Melihat fenomena demikian, Tjokroaminoto dan Agus Salim menginisiasi Kongres Islam pertama di Cirebon 1922 untuk merajut Ukhuwah Islamiah dan tidak disibukkan dengan Urusan Khilafiyah (Aji Dedi Mulawarman, Jang Oetama Jejak dan Perjuangan H.O.S. Tjokroaminoto, 187).
Baca: Salah Menyikapi yang Furu’ Penyebab Rusaknya Persatuan
Contoh lain dari Pahlawan Muslim Indonesia dalam menyikapi perbedaan furu’iyah ialah seperti yang dipraktikkan Buya Hamka. Dalam buku Mengenang 100 tahun Haji Abdul Malik Karim Amrullah (Hamka), disebutkan bahwa Hamka adalah sosok yang mengutamakan silaturahim ketimbang meributkan perbedaan tak prinsip. Ada beberapa contoh yang menunjukkan toleransi hamka dalam menyikapi perbedaan furu’iyah.
Pertama, ketika KH Abdullah Syafi’i menunaikan shalat Jum’at di Masjid Al-Azhar. Waktu itu, Buya Hamka sudah terjadwal sebagai khatib. Melihat kedatangan KH Abdullah Syafi’i, seketika Buya “memaksa” beliau menggantikan dirinya. Buya juga meminta adzan dikumandangkan dua kalisebagaimana tradisi Nahdhiyin yang dipegang Syafi’i.
Kedua, sejak dibukanya Masjid Al-Azhar, Buya sudah mengedepankan tasamuh (toleransi). Waktu itu, Hamka ikut hadir dan duduk bersebelahan dengan tokoh NU KH Idham Chalid. Hamka tak segan untuk ikut berdiri dan membacakan asrakai pada Maulud Diba. (Shobahussurur, 2008).
Ketiga, pada saat Hamka dan Idham Chalid berada dalam satu pesawat menuju Mekah. Masing-masing bergantian menjadi imam shalat Shubuh. Saat Idham menjadi imam, beliau tidak membaca qunut karena ada Hamka di belakangnya. Demikian juga Hamka, saat menjadi imam, beliau membaca qunut karena ada Idham Chalid di belakangnya. (Abdillah Mubarak Nurin, Islam Agama Kasih Sayang, 86).
Ada pula contoh dari tokoh nasional yang masih hidup, yaitu: Amin Rais. Tokoh yang pernah menjabat menjadi Ketua Umum Muhammadiyah ke-12 (1995-2000) ini sangat arif dalam menyikapi perbedaan furû’iyyah.
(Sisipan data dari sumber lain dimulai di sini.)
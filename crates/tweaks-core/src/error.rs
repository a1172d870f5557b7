//! Error types for tweaks-core

use std::path::PathBuf;

/// Result type for tweaks-core operations
pub type Result<T> = std::result::Result<T, Error>;

/// Errors that can occur in tweaks-core operations
///
/// A resolution miss is not an error: lookups return `Option` and the
/// coordinator only logs when no provider knows a key.
#[derive(Debug, thiserror::Error)]
pub enum Error {
    /// A coordinator was constructed without any provider
    #[error("Coordinator requires at least one configuration provider")]
    NoProviders,

    /// Coordinator configuration file not found at expected path
    #[error("Configuration not found at {path}")]
    ConfigNotFound { path: PathBuf },

    /// Coordinator configuration is malformed
    #[error("Invalid configuration: {message}")]
    InvalidConfig { message: String },

    /// Standard I/O error
    #[error(transparent)]
    Io(#[from] std::io::Error),

    /// TOML deserialization error
    #[error(transparent)]
    TomlDe(#[from] toml::de::Error),
}
// ==========================================
// 排班导入系统 - 命令行入口
// ==========================================
// 用法: schedule-sync <csv_path> [db_path]
// 流程: 加载演示负责人 → 导入 → 入历史 → 合并 → 输出审计文档
// 输出: stdout 为审计 JSON，摘要与日志写到 stderr
// ==========================================

use anyhow::{anyhow, Context};
use schedule_sync::app::{get_default_db_path, seed_demo_owners, AppState};
use schedule_sync::i18n::{self, t, t_with_args};
use schedule_sync::logging;

#[tokio::main]
async fn main() -> anyhow::Result<()> {
    logging::init();

    let mut args = std::env::args().skip(1);
    let Some(csv_path) = args.next() else {
        eprintln!("{}", t("cli.usage"));
        std::process::exit(2);
    };
    let db_path = args
        .next()
        .map(|s| s.trim().to_string())
        .filter(|s| !s.is_empty())
        .unwrap_or_else(get_default_db_path);

    tracing::info!("==================================================");
    tracing::info!("{} {}", schedule_sync::APP_NAME, schedule_sync::VERSION);
    tracing::info!("使用数据库: {}", db_path);
    tracing::info!("==================================================");

    let state = AppState::new(db_path, seed_demo_owners())
        .await
        .map_err(|e| anyhow!(e))?;
    i18n::set_locale(&state.ui_locale);

    let response = match state.import_api.import_file(&csv_path).await {
        Ok(r) => r,
        Err(e) => {
            eprintln!("{}", t_with_args("cli.import_failed", &[("error", e.to_string().as_str())]));
            std::process::exit(1);
        }
    };

    let export = state
        .import_api
        .export_report(response.report.id())
        .await
        .context("导出审计文档失败")?;
    println!("{}", serde_json::to_string_pretty(&export.document)?);

    let report = &response.report;
    eprintln!();
    eprintln!("{}", t("cli.summary_title"));
    eprintln!("  {}", t_with_args("cli.source", &[("name", report.source_name())]));
    for (key, count) in [
        ("cli.total_rows", report.total_rows()),
        ("cli.successful", report.success_count()),
        ("cli.errors", report.failure_count()),
        ("cli.appended", response.merge.appended),
        ("cli.unmatched", response.merge.unmatched_records),
    ] {
        eprintln!("  {}", t_with_args(key, &[("count", count.to_string().as_str())]));
    }
    for diagnostic in report.diagnostics() {
        eprintln!("    - {}", diagnostic);
    }
    eprintln!("  {}", t_with_args("cli.export_file", &[("name", export.file_name.as_str())]));

    Ok(())
}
Baca: Dialog Ukhuwah NU, Muhammadiyah dan Persis Mesir: Tak Perlu Perbesar Furu’
Zaim Uchrowi dalam buku Mohammad Amien Rais: Memimpin dengan Nurani menceritakan bahwa meski lahir dari kultur Muhammadiyah, Amin dikatakan sebagai sosok yang fasih dalam membaca qunut. Ia selalu membaca doa qunut saat menjadi umam penganut Islam ‘kultural’ saat shalat Subuh (2004: 146). Bahkan, masih menurut buku yang sama, beberapa kali saat berkunjung ke pesantren tradisional, beliau diminta menjadi imam shalat Shubuh. Jika kebiasaan di tempat itu memakai doa qunut, maka belia pun juga membaca doa qunut (2004: 85).
Dari beberapa contoh di atas, perbedaan furû’iyah memang harus disikapi secara arif. Perbedaan demikian seyogianya tidak merusak persatuan. Justru umat Islam saling berlapang dada, toleran dan menyikapinya dengan kearifan. Hal ini persis yang dicontohkan nabi, para sahabat, tabiin, ulama hingga tokoh Islam negeri ini.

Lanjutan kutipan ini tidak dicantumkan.